The distinction between advisory rules and enforced constraints is the central architectural variable in AI-assisted development workflows. System prompts that encode institutional knowledge are subject to the same degradation mechanisms as any documentation artifact: they are read but not retained, understood in isolation but not applied under complexity. Hook-based enforcement removes the memory requirement from the equation entirely. As autonomous AI development expands into higher-consequence domains — financial systems, multi-tenant data architectures, regulated industries — the organizations that have encoded their non-negotiable constraints as machine-executable enforcement will operate at a structural advantage.

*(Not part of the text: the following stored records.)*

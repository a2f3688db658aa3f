use std::fmt;

use serde::{Deserialize, Serialize};

/// Hierarchical path inside the store namespace, used as the key for the
/// metadata cache and the open-file bookkeeping.
///
/// The wrapped string is always normalized: leading `/`, single separators,
/// no trailing slash (the root stays `/`).
#[derive(Debug, Clone, PartialEq, Eq, Hash, Serialize, Deserialize)]
#[serde(transparent)]
pub struct StorePath(String);

impl StorePath {
    pub fn new(path: impl Into<String>) -> Self {
        let raw = path.into();
        let mut normalized = String::with_capacity(raw.len() + 1);
        normalized.push('/');
        for comp in raw.split('/').filter(|s| !s.is_empty()) {
            if !normalized.ends_with('/') {
                normalized.push('/');
            }
            normalized.push_str(comp);
        }
        Self(normalized)
    }

    pub fn as_str(&self) -> &str {
        &self.0
    }

    pub fn is_root(&self) -> bool {
        self.0 == "/"
    }

    /// Return non-empty path components split by `/`.
    /// Example: `/a/b` -> ["a", "b"], `/` -> []
    pub fn components(&self) -> Vec<&str> {
        self.0.split('/').filter(|s| !s.is_empty()).collect()
    }

    /// Split path into parent and name components. Root has neither.
    pub fn split_parent_name(&self) -> Option<(StorePath, String)> {
        if self.is_root() {
            return None;
        }
        let last_slash = self.0.rfind('/')?;
        let parent = if last_slash == 0 {
            "/".to_string()
        } else {
            self.0[..last_slash].to_string()
        };
        let name = self.0[last_slash + 1..].to_string();
        Some((StorePath(parent), name))
    }

    pub fn file_name(&self) -> Option<String> {
        self.split_parent_name().map(|(_, name)| name)
    }

    /// True when `self` sits directly under `parent`.
    pub fn is_child_of(&self, parent: &StorePath) -> bool {
        match self.split_parent_name() {
            Some((p, _)) => p == *parent,
            None => false,
        }
    }
}

impl fmt::Display for StorePath {
    fn fmt(&self, f: &mut fmt::Formatter<'_>) -> fmt::Result {
        write!(f, "{}", self.0)
    }
}

impl From<&str> for StorePath {
    fn from(value: &str) -> Self {
        StorePath::new(value)
    }
}
impl FileHandle {
    /// Opens a descriptor on the store and starts its lease renewal task.
    ///
    /// The local index is scanned once, at open. Block files written to the
    /// cache directory afterwards are not picked up by this handle.
    pub async fn open(
        client: Arc<dyn RemoteStoreClient>,
        status: FileStatus,
        mode: OpenMode,
        opts: HandleOptions,
    ) -> BfsResult<Self> {
        if !status.is_file() {
            return Err(BfsError::NotFile(status.path().to_string()));
        }
        let block_size = status.block_size();
        if block_size == 0 {
            return Err(BfsError::InvalidData(format!(
                "status for {} has zero block size",
                status.path()
            )));
        }

        let descriptor = client.open(status.path(), mode).await?;
        let readonly = mode == OpenMode::Read;

        let local_index = match (&opts.local_cache_dir, readonly) {
            (Some(dir), true) => {
                let index = LocalBlockCacheIndex::build(dir.clone()).await;
                debug!(
                    "local block index for {}: {} entries under {}",
                    status.path(),
                    index.len(),
                    dir.display()
                );
                Some(index)
            }
            _ => None,
        };

        let keepalive =
            Self::spawn_keepalive(client.clone(), descriptor, opts.keepalive_interval);

        debug!(
            "opened {} as descriptor {} ({:?})",
            status.path(),
            descriptor,
            mode
        );

        Ok(Self {
            client,
            status,
            descriptor,
            readonly,
            block_size,
            local_read_fail_limit: opts.local_read_fail_limit,
            inner: Mutex::new(HandleInner {
                closed: false,
                modified: false,
                write: (!readonly).then(|| WriteBuffer::new(block_size)),
                local_index,
                local_failures: 0,
                local_disabled: false,
                keepalive: Some(keepalive),
            }),
        })
    }

    fn spawn_keepalive(
        client: Arc<dyn RemoteStoreClient>,
        descriptor: Descriptor,
        interval: Duration,
    ) -> JoinHandle<()> {
        tokio::spawn(async move {
            let mut ticker = tokio::time::interval(interval);
            ticker.set_missed_tick_behavior(MissedTickBehavior::Skip);
            loop {
                ticker.tick().await;
                // renewal failures never surface, the next tick retries
                if let Err(e) = client.extend_lease(descriptor).await {
                    debug!("lease renewal for descriptor {} failed: {}", descriptor, e);
                }
            }
        })
    }

    pub fn status(&self) -> &FileStatus {
        &self.status
    }

    pub fn descriptor(&self) -> Descriptor {
        self.descriptor
    }

    pub fn block_size(&self) -> u64 {
        self.block_size
    }

    pub fn is_readonly(&self) -> bool {
        self.readonly
    }

    pub async fn is_closed(&self) -> bool {
        self.inner.lock().await.closed
    }

    pub async fn is_modified(&self) -> bool {
        self.inner.lock().await.modified
    }

    fn check_open(inner: &HandleInner, status: &FileStatus) -> BfsResult<()> {
        if inner.closed {
            return Err(BfsError::InvalidState(format!(
                "handle on {} is closed",
                status.path()
            )));
        }
        Ok(())
    }

    fn ensure_writable(&self) -> BfsResult<()> {
        if self.readonly {
            return Err(BfsError::PermissionDenied(format!(
                "handle on {} is read-only",
                self.status.path()
            )));
        }
        Ok(())
    }

    /// Fetches one block for reading.
    ///
    /// Source selection runs once per call: the unflushed write window is
    /// served from memory, then the local index, then the store. A local
    /// open failure counts against the fail limit and falls through to the
    /// store, so readers never see the local path as an error.
    pub async fn fetch_block(&self, block_id: u64) -> BfsResult<BlockBuffer> {
        let mut guard = self.inner.lock().await;
        let inner = &mut *guard;
        Self::check_open(inner, &self.status)?;
        let start = block_start(block_id, self.block_size);

        if let Some(buffer) = Self::overlay_block(inner, block_id, self.block_size) {
            debug!(
                "serving block {} of {} from the write window ({} bytes)",
                block_id,
                self.status.path(),
                buffer.loaded_len()
            );
            return Ok(buffer);
        }

        if !inner.local_disabled {
            if let Some(index) = inner.local_index.as_ref() {
                match index.open_block(block_id, self.block_size).await {
                    Ok(Some(source)) => {
                        inner.local_failures = 0;
                        return Ok(BlockBuffer::new(
                            block_id,
                            start,
                            self.block_size,
                            source,
                            BlockSourceKind::Local,
                        ));
                    }
                    Ok(None) => {}
                    Err(e) => {
                        debug!(
                            "local block {} of {} unavailable: {}",
                            block_id,
                            self.status.path(),
                            e
                        );
                        Self::note_local_failure(inner, &self.status, self.local_read_fail_limit);
                    }
                }
            }
        }
        drop(guard);

        self.fetch_block_remote(block_id).await
    }

    fn overlay_block(inner: &HandleInner, block_id: u64, block_size: u64) -> Option<BlockBuffer> {
        let write = inner.write.as_ref()?;
        let (span_start, bytes) = write.buffered_span()?;
        let start = block_start(block_id, block_size);
        if span_start != start {
            return None;
        }
        Some(BlockBuffer::from_bytes(
            block_id,
            start,
            block_size,
            bytes.to_vec(),
        ))
    }

    /// Snapshot of the write window when it currently holds this block's
    /// bytes. Readers sharing the handle consult this before trusting a
    /// previously cached copy of the block.
    pub async fn write_overlay_block(&self, block_id: u64) -> BfsResult<Option<BlockBuffer>> {
        let guard = self.inner.lock().await;
        Self::check_open(&guard, &self.status)?;
        Ok(Self::overlay_block(&guard, block_id, self.block_size))
    }

    /// Fetches one block from the store, bypassing the local index. Used
    /// when a local source failed mid read and the block must be refetched.
    pub async fn fetch_block_remote(&self, block_id: u64) -> BfsResult<BlockBuffer> {
        {
            let guard = self.inner.lock().await;
            Self::check_open(&guard, &self.status)?;
        }
        let start = block_start(block_id, self.block_size);
        let source = self
            .client
            .read_block(self.descriptor, start, self.block_size)
            .await?;
        Ok(BlockBuffer::new(
            block_id,
            start,
            self.block_size,
            source,
            BlockSourceKind::Remote,
        ))
    }

    /// Records a mid-read failure of a local block source.
    pub async fn record_local_failure(&self) {
        let mut guard = self.inner.lock().await;
        let inner = &mut *guard;
        Self::note_local_failure(inner, &self.status, self.local_read_fail_limit);
    }

    fn note_local_failure(inner: &mut HandleInner, status: &FileStatus, limit: u32) {
        inner.local_failures += 1;
        if !inner.local_disabled && inner.local_failures >= limit {
            inner.local_disabled = true;
            warn!(
                "local block cache for {} disabled after {} consecutive read failures",
                status.path(),
                inner.local_failures
            );
        }
    }

    /// Appends bytes at the write window position. Full blocks are sent to
    /// the store as they fill, a trailing partial block stays buffered
    /// until `flush` or `close`.
    pub async fn write(&self, data: &[u8]) -> BfsResult<()> {
        self.ensure_writable()?;
        let mut guard = self.inner.lock().await;
        let inner = &mut *guard;
        Self::check_open(inner, &self.status)?;

        let mut rest = data;
        while !rest.is_empty() {
            let write = inner.write.as_mut().ok_or_else(|| {
                BfsError::InvalidState(format!(
                    "write buffer missing on handle for {}",
                    self.status.path()
                ))
            })?;
            let consumed = write.fill(rest);
            rest = &rest[consumed..];
            if write.is_full() {
                let (offset, payload) = write.full_payload();
                let end = offset + payload.len() as u64;
                self.client
                    .write_block(self.descriptor, offset, payload)
                    .await?;
                write.advance_block();
                inner.modified = true;
                self.status.notify_size_changed(end);
            }
        }
        Ok(())
    }

    /// Sends the unflushed part of the write window to the store.
    ///
    /// The window keeps accumulating after a partial flush, a later flush
    /// of the same block re-sends the whole buffered prefix at the block's
    /// start offset.
    pub async fn flush(&self) -> BfsResult<()> {
        self.ensure_writable()?;
        let mut guard = self.inner.lock().await;
        let inner = &mut *guard;
        Self::check_open(inner, &self.status)?;
        Self::flush_locked(&self.client, self.descriptor, &self.status, inner).await
    }

    async fn flush_locked(
        client: &Arc<dyn RemoteStoreClient>,
        descriptor: Descriptor,
        status: &FileStatus,
        inner: &mut HandleInner,
    ) -> BfsResult<()> {
        let write = match inner.write.as_mut() {
            Some(write) => write,
            None => return Ok(()),
        };
        let (offset, payload) = match write.flush_payload() {
            Some(pending) => pending,
            None => return Ok(()),
        };
        let end = offset + payload.len() as u64;
        client.write_block(descriptor, offset, payload).await?;
        write.mark_flushed();
        inner.modified = true;
        status.notify_size_changed(end);
        Ok(())
    }

    /// Truncates the file on the store and pins the cached size to the new
    /// length, shrink included.
    pub async fn truncate(&self, offset: u64) -> BfsResult<()> {
        self.ensure_writable()?;
        let mut guard = self.inner.lock().await;
        let inner = &mut *guard;
        Self::check_open(inner, &self.status)?;
        self.client.truncate(self.descriptor, offset).await?;
        self.status.force_size(offset);
        inner.modified = true;
        Ok(())
    }

    /// Closes the handle. Idempotent, a second call returns `Ok` without
    /// touching the store.
    ///
    /// Order matters: stop the lease task first so no renewal races the
    /// store close, then close the descriptor, then mark the status dirty
    /// when the file was modified. The dirty mark happens even if the
    /// store close failed, the file content did change.
    pub async fn close(&self) -> BfsResult<()> {
        let mut guard = self.inner.lock().await;
        let inner = &mut *guard;
        if inner.closed {
            return Ok(());
        }
        inner.closed = true;

        if let Some(task) = inner.keepalive.take() {
            task.abort();
            let _ = task.await;
        }

        if !self.readonly {
            if let Err(e) =
                Self::flush_locked(&self.client, self.descriptor, &self.status, inner).await
            {
                warn!(
                    "flush of pending bytes on close of {} failed: {}",
                    self.status.path(),
                    e
                );
            }
        }

        let close_result = self.client.close(self.descriptor).await;

        if inner.modified && !self.readonly {
            self.status.set_dirty();
        }
        inner.write = None;
        inner.local_index = None;

        match &close_result {
            Ok(()) => debug!(
                "closed descriptor {} for {}",
                self.descriptor,
                self.status.path()
            ),
            Err(e) => warn!(
                "store close for descriptor {} ({}) failed: {}",
                self.descriptor,
                self.status.path(),
                e
            ),
        }
        close_result
    }
}
use std::path::{Path, PathBuf};
use std::time::Duration;

use serde::{Deserialize, Serialize};

use blockfs_lib::{BfsError, BfsResult, StoreBackend, DEFAULT_BLOCK_SIZE};

pub const DEFAULT_STATUS_TTL_MS: u64 = 30_000;
pub const DEFAULT_KEEPALIVE_INTERVAL_MS: u64 = 60_000;
pub const DEFAULT_BLOCK_BUFFER_COUNT: usize = 10;
pub const DEFAULT_LOCAL_READ_FAIL_LIMIT: u32 = 5;

/// Client-side tuning knobs. Every field has a default, so an empty JSON
/// object is a valid config.
#[derive(Debug, Clone, Serialize, Deserialize)]
#[serde(default)]
pub struct ClientConfig {
    #[serde(alias = "backend")]
    pub store_backend: StoreBackend,
    /// Block size for files this client creates.
    #[serde(alias = "create_block_size")]
    pub block_size: u64,
    /// Metadata cache TTL in milliseconds, 0 keeps entries until invalidated.
    #[serde(alias = "status_cache_ttl_ms", alias = "status_ttl")]
    pub status_ttl_ms: u64,
    /// Lease renewal period of the per-handle keepalive task.
    #[serde(alias = "lease_keepalive_ms", alias = "keepalive_ms")]
    pub keepalive_interval_ms: u64,
    /// Per-reader capacity of the block buffer cache.
    #[serde(alias = "read_buffer_count")]
    pub block_buffer_count: usize,
    /// Consecutive local-read failures after which a handle stops trying the
    /// co-located block cache.
    #[serde(alias = "local_fail_limit")]
    pub local_read_fail_limit: u32,
    /// Root of the co-located block cache. `None` disables the local fast
    /// path entirely.
    #[serde(alias = "block_cache_dir", alias = "local_cache_dir")]
    pub local_cache_root: Option<PathBuf>,
}

impl Default for ClientConfig {
    fn default() -> Self {
        Self {
            store_backend: StoreBackend::Memory,
            block_size: DEFAULT_BLOCK_SIZE,
            status_ttl_ms: DEFAULT_STATUS_TTL_MS,
            keepalive_interval_ms: DEFAULT_KEEPALIVE_INTERVAL_MS,
            block_buffer_count: DEFAULT_BLOCK_BUFFER_COUNT,
            local_read_fail_limit: DEFAULT_LOCAL_READ_FAIL_LIMIT,
            local_cache_root: None,
        }
    }
}

impl ClientConfig {
    pub fn check(&self) -> BfsResult<()> {
        if self.block_size == 0 {
            return Err(BfsError::InvalidParam(
                "block_size must be positive".to_string(),
            ));
        }
        if self.keepalive_interval_ms == 0 {
            return Err(BfsError::InvalidParam(
                "keepalive_interval_ms must be positive".to_string(),
            ));
        }
        if self.block_buffer_count == 0 {
            return Err(BfsError::InvalidParam(
                "block_buffer_count must be at least 1".to_string(),
            ));
        }
        if self.local_read_fail_limit == 0 {
            return Err(BfsError::InvalidParam(
                "local_read_fail_limit must be at least 1".to_string(),
            ));
        }
        Ok(())
    }

    pub fn load(path: &Path) -> BfsResult<Self> {
        let content = std::fs::read_to_string(path)
            .map_err(|e| BfsError::IoError(format!("read {} failed: {}", path.display(), e)))?;
        let config: Self = serde_json::from_str(&content)
            .map_err(|e| BfsError::InvalidData(format!("parse {} failed: {}", path.display(), e)))?;
        config.check()?;
        Ok(config)
    }

    pub fn from_json_value(value: serde_json::Value) -> BfsResult<Self> {
        let config: Self = serde_json::from_value(value)
            .map_err(|e| BfsError::InvalidData(format!("parse client config failed: {}", e)))?;
        config.check()?;
        Ok(config)
    }

    /// `None` when the TTL is 0, which means entries never expire by time.
    pub fn status_ttl(&self) -> Option<Duration> {
        if self.status_ttl_ms == 0 {
            None
        } else {
            Some(Duration::from_millis(self.status_ttl_ms))
        }
    }

    pub fn keepalive_interval(&self) -> Duration {
        Duration::from_millis(self.keepalive_interval_ms)
    }
}

#[cfg(test)]
mod tests {
    use super::*;

    #[test]
    fn test_defaults() {
        let config = ClientConfig::default();
        config.check().unwrap();
        assert_eq!(config.status_ttl_ms, 30_000);
        assert_eq!(config.keepalive_interval_ms, 60_000);
        assert_eq!(config.block_buffer_count, 10);
        assert_eq!(config.local_read_fail_limit, 5);
        assert!(config.local_cache_root.is_none());
        assert_eq!(config.status_ttl(), Some(Duration::from_millis(30_000)));
    }

    #[test]
    fn test_from_json_with_aliases() {
        let config = ClientConfig::from_json_value(serde_json::json!({
            "backend": "memory",
            "status_ttl": 1000,
            "keepalive_ms": 5000,
            "read_buffer_count": 4,
            "local_cache_dir": "/var/cache/blockfs",
        }))
        .unwrap();
        assert_eq!(config.status_ttl_ms, 1000);
        assert_eq!(config.keepalive_interval_ms, 5000);
        assert_eq!(config.block_buffer_count, 4);
        assert_eq!(
            config.local_cache_root,
            Some(PathBuf::from("/var/cache/blockfs"))
        );

        let empty = ClientConfig::from_json_value(serde_json::json!({})).unwrap();
        assert_eq!(empty.block_buffer_count, 10);
    }

    #[test]
    fn test_check_rejects_zero_knobs() {
        let mut config = ClientConfig::default();
        config.block_buffer_count = 0;
        assert!(config.check().is_err());

        let mut config = ClientConfig::default();
        config.keepalive_interval_ms = 0;
        assert!(config.check().is_err());

        let mut config = ClientConfig::default();
        config.status_ttl_ms = 0;
        config.check().unwrap();
        assert_eq!(config.status_ttl(), None);
    }
}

The enforcement layer is not a substitute for engineering judgment. It is the mechanism by which engineering judgment is made durable, session-independent, and scalable across autonomous agents operating in parallel. The patterns documented here represent current practice; as the tooling matures and violation taxonomies deepen, hook-based enforcement will become a baseline expectation of AI-assisted development rather than an advanced practice.
All content represents personal learning from personal projects. Code examples are sanitized and generalized. No proprietary information is shared. Opinions are my own and do not reflect my employer’s views.